Remember depth-first-search? We finally have a use for it. Given a starting point as a root, we can now create a tree from it and all the edges which don’t fit in it are called back-edges and their existence in any given graph is exactly the reason we cannot find a topological sort.

Now what if you want to get married on a graph? Let’s find a Matching! We can choose any edges and then the two vertices of that edge are monogamously married, so we cannot choose them again. A set of edges like that is a matching. Turns out constructing these matchings is possible eagerly until we get a local maximum. But depending on how lucky we are there’s a better maximum matching and if we can even get every vertex involved a perfect matching.

We can make every matching better if we find an augmenting path: It’s a path which starts and ends at two vertices which are not involved in the matching yet. Now we know that a path consists of distinct edges. The most number of edges from the matching we can have involved in this augmenting path is actually not that many: The first and last edge can’t be in it, because the starting and end vertices are free. So we can only alternate edges in-between. Either way, we shall now simply choose to remove all the edges from the path from the matching and then following the path alternatingly add an edge to the match and then again not. Doing this in a smart way is the algorithm for finding maximum matchings.

Got room for one more graph problem? This one is a so-called max-flow problem. Imagine a weighted graph with a well-defined sink and a source and each edge having a weight which defines how much “capacity” it can take. Now imagine water pumping out of the source and wanting to flow to the sink. What is the maximum “flow-rate” of water that can flow into the sink?

We can define a flow as a function that tells us in each edge how much water is flowing through it. Notably this flow has to respect the capacity of our pipes, as well as not allowing to make water disappear or reappear randomly. Now one way to reason about the maximum flow of this network is for any given flow $f$ to calculate how much more water could flow through each pipe (bounded by capacity). This is the “residual network”. Now given any path from source to sink in this residual network we can take the minimum of all left-over residue capacities and direct more water along that entire path to the sink, and therefore increase our flow. This is the “Ford-Fulkerson Algorithm” or if you don’t like arguing about integer capacities there’s alternatives.
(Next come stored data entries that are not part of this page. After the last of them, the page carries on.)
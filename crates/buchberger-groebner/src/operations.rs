//! S-polynomials, multivariate division and monic normalization.
//!
//! These are the primitives shared by the Buchberger engine and the
//! verification oracle.

use buchberger_poly::{is_near_zero, Monomial, MonomialOrdering, Polynomial};

/// Computes the S-polynomial of `f` and `g`.
///
/// With `LT(f) = c_f·m_f`, `LT(g) = c_g·m_g` and `L = lcm(m_f, m_g)`:
///
/// `S(f, g) = (L/m_f)/c_f · f − (L/m_g)/c_g · g`
///
/// Both scaled copies have leading term `1·L`, which cancels. The
/// S-polynomial involving a zero polynomial is zero.
pub fn s_polynomial<O>(f: &Polynomial, g: &Polynomial, order: &O) -> Polynomial
where
    O: MonomialOrdering + ?Sized,
{
    let (Some(lt_f), Some(lt_g)) = (f.leading(order), g.leading(order)) else {
        return Polynomial::zero();
    };

    let lcm = lt_f.monomial().lcm(lt_g.monomial());
    let (Some(mult_f), Some(mult_g)) = (lcm.div(lt_f.monomial()), lcm.div(lt_g.monomial())) else {
        return Polynomial::zero();
    };

    let scaled_f = f.mul_scaled_monomial(1.0 / lt_f.coefficient(), &mult_f);
    let scaled_g = g.mul_scaled_monomial(1.0 / lt_g.coefficient(), &mult_g);

    without_monomial(&scaled_f.sub(&scaled_g), &lcm)
}

/// Reduces `f` by `basis` (multivariate division), returning the remainder.
///
/// See [`reduce_with_steps`] for the exact reduction strategy.
pub fn reduce<'a, O, I>(f: &Polynomial, basis: I, order: &O) -> Polynomial
where
    O: MonomialOrdering + ?Sized,
    I: IntoIterator<Item = &'a Polynomial> + Clone,
{
    reduce_with_steps(f, basis, order).0
}

/// Reduces `f` by `basis` and reports the number of elimination steps.
///
/// Repeatedly takes the leading term of the remainder and scans `basis` in
/// order for the first element whose leading monomial divides it. On a
/// match the scaled divisor is subtracted and the scan restarts from the
/// beginning. Reduction stops as soon as the leading term is irreducible;
/// trailing terms are never inspected, so the remainder is not a full
/// normal form. Zero polynomials in `basis` are skipped.
///
/// Each step removes the current leading monomial outright, so the
/// remainder's leading monomial strictly decreases and the loop terminates
/// for any well-founded ordering, whatever the coefficient magnitudes.
pub fn reduce_with_steps<'a, O, I>(f: &Polynomial, basis: I, order: &O) -> (Polynomial, usize)
where
    O: MonomialOrdering + ?Sized,
    I: IntoIterator<Item = &'a Polynomial> + Clone,
{
    let mut remainder = f.clone();
    let mut steps = 0;

    'reduce: while let Some(lt) = remainder.leading(order).cloned() {
        for g in basis.clone() {
            let Some(lt_g) = g.leading(order) else {
                continue;
            };

            if let Some(quotient) = lt.monomial().div(lt_g.monomial()) {
                let factor = lt.coefficient() / lt_g.coefficient();
                let product = g.mul_scaled_monomial(factor, &quotient);
                remainder = without_monomial(&remainder.sub(&product), lt.monomial());
                steps += 1;
                continue 'reduce;
            }
        }
        break;
    }

    (remainder, steps)
}

/// Computes the full normal form of `f` with respect to `basis`.
///
/// Unlike [`reduce`], trailing terms are reduced as well: whenever the
/// leading term becomes irreducible it is moved to the result and
/// reduction continues on the rest. No term of the result is divisible by
/// the leading monomial of a non-zero basis element.
pub fn normal_form<'a, O, I>(f: &Polynomial, basis: I, order: &O) -> Polynomial
where
    O: MonomialOrdering + ?Sized,
    I: IntoIterator<Item = &'a Polynomial> + Clone,
{
    let mut remainder = f.clone();
    let mut irreducible = Vec::new();

    loop {
        remainder = reduce(&remainder, basis.clone(), order);
        let Some(lt) = remainder.leading(order).cloned() else {
            break;
        };
        remainder = remainder.sub(&Polynomial::from(lt.clone()));
        irreducible.push(lt);
    }

    Polynomial::from_terms(irreducible)
}

/// Drops the term of `p` at monomial `m`.
///
/// The eliminated leading term cancels exactly in exact arithmetic; in `f64`
/// the difference may leave a rounding residue above the zero threshold.
fn without_monomial(p: &Polynomial, m: &Monomial) -> Polynomial {
    p.terms()
        .iter()
        .filter(|t| t.monomial() != m)
        .cloned()
        .collect()
}

/// Scales `p` so that its leading coefficient under `order` is 1.
///
/// The zero polynomial maps to itself, and a numerically zero leading
/// coefficient yields the zero polynomial.
pub fn make_monic<O>(p: &Polynomial, order: &O) -> Polynomial
where
    O: MonomialOrdering + ?Sized,
{
    let lc = p.leading_coefficient(order);

    if is_near_zero(lc) {
        return Polynomial::zero();
    }
    if is_near_zero(lc - 1.0) {
        return p.clone();
    }

    p.scale(1.0 / lc)
}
Now let’s talk about the totally unrelated topic of “cuts” in networks. Let’s say we split the network vertices into two parts, one part contains the source the other the sink and the two parts are within themselves connected. Then for any given flow we can determine how much water is flowing from the source set to the sink set. Now here’s the fascinating part: If we find the cut which the smallest such flow (in terms of capacities) from one part to the other, then it is equal to the maximum flow. Some intuition on this: Because one part contains the source and the other the sink, surely everything that flows from the source to the sink, needs to flow across your minimal cut still. But also if there was a cut larger than this, then everything also needs to flow across that cut and therefore that would imply a larger max flow. Totally unrelated.

Probability

Given a set of $\Omega$ of core events, we can give each of these core events a probability of happening: $\textrm{Pr}[\omega_i]$. At any point only one core event will happen. Now we can construct larger events as sets of those core events. For example we can roll a dice with $\Omega$ being numbers $1$ through $6$, with $E$ being the even rolls and $O$ the odd rolls. Given a fair dice, we know all core events have a chance of $\frac{1}{6}$ and therefore $E$ and $O$ each have a chance of $\frac{1}{2}$.

These events may overlap, be combined and subtracted from one another like normal sets and normal set rules apply. In particular there’s a very cool way to argue about if you know one event happened, another will happen too. Consider the following: I tell you a rolled a dice and a number above $3$, what’s the chance I rolled an even number? We define this as follows: $$\textrm{Pr}[\textrm{Even}|\textrm{Number above 3}] = \frac{\textrm{Pr}[\textrm{Even } \cap \textrm{ Number above 3}]}{\textrm{Pr}[\textrm{Number above 3}]} = \frac{2}{3}$$ In a way we constrain the space of all the possible outcomes to only the ones of our dependent event and then count all the probabilities in which our new event happens. Speaking of counting, I hope you did not sleep in your combinatorics class.

Two events are independent if $\textrm{Pr}[A|B] = \textrm{Pr}[A]$, allowing for a bunch of easier rewrite rules and making our life easier in all calculations.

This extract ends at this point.